There are occasional mistakes in the photo analysis, such as women being classified as men, and vise-versa. Age also seems difficult to estimate. And “race” is perhaps the toughest of all. Gayathri noticed that the racial classification of Indians seems almost random between “white”, “asian”, and “black”. This lead us down a fascinating rabbit hole of trying to understand how Indians have been racially classified in the past. For example, the United States government has flip-flopped between considering Indians as white or non-white at least 4 times and rejected citizenship of Indians despite accepting that they are Caucasians because “the average man knows perfectly well that there are unmistakable and profound differences.”
Extend the Browser
Back to LinkedIn. In addition to not providing the user search via their API, they also require logging in to use the search function.

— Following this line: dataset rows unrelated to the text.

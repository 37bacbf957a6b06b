//! Monte Carlo forecasting of sales revenue and cost of sales.
//!
//! The simulation engine turns unit/price projections, a historical volatility
//! and a cost ratio into a table of per-run mean sales and cost of sales; the
//! summarizer turns that table into mean +/- 2 standard deviation bounds.

pub mod error;
pub mod io;
pub mod model;
pub mod simulation;
pub mod strategy;

pub use error::{ForecastError, Result};
pub use model::inputs::{ForecastInputs, Projection, SamplingRange, MAX_STD_DEV};
pub use model::results::{ResultsTable, RunResult};
pub use simulation::config::SimulationConfig;
pub use simulation::engine::{simulate, SalesSimulation};
pub use simulation::summary::{confidence_bounds, ColumnBounds, IntervalBounds};
pub use strategy::implementations::SeededSource;
pub use strategy::traits::{RandomSource, ResultsObserver};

However, the actual profile images are publicly available, once you have the URL. These constraints led me to the idea of writing a browser extension that can activate when the user visits a LinkedIn search page. The extension basically goes down the page, extracting the URLs of profile images, sending them off for analysis, and tallying the results. Since only around 10 profiles are shown at a time, the extension automatically moves to from page to page of the results. A nice advantage of this approach is that it does not require making a fake LinkedIn account, nor do we need to store or transfer the images themselves, just their URLs.
The final step was to make some pretty graphs. For that, I chose the C3.js library, mostly for for their pretty donut charts.
The source code for the project is available on GitHub. There are a few hoops to jump through when installing it, including signing up for a free account on Face++. Once we test our extension, we would like to put it up directly on the Chrome Store, which makes it trivial to install.
So far, In Your Face is not at all a game! Perhaps it could work to transform it into a guessing game. For example, guessing which of two companies has more women, or more people smiling in their photos. Or compare the percentage of men vs. women in a guy’s 1st-degree network as compared to a girl’s.
Another important aspect is how to share the information gathered through In Your Face. We’ve thought of publishing the the data on a website, and/or providing social media buttons. These are not surefire solutions, because we cannot guarantee that each user will see the same results on LinkedIn. But given how slow the analysis is, it could help to spread the word that way.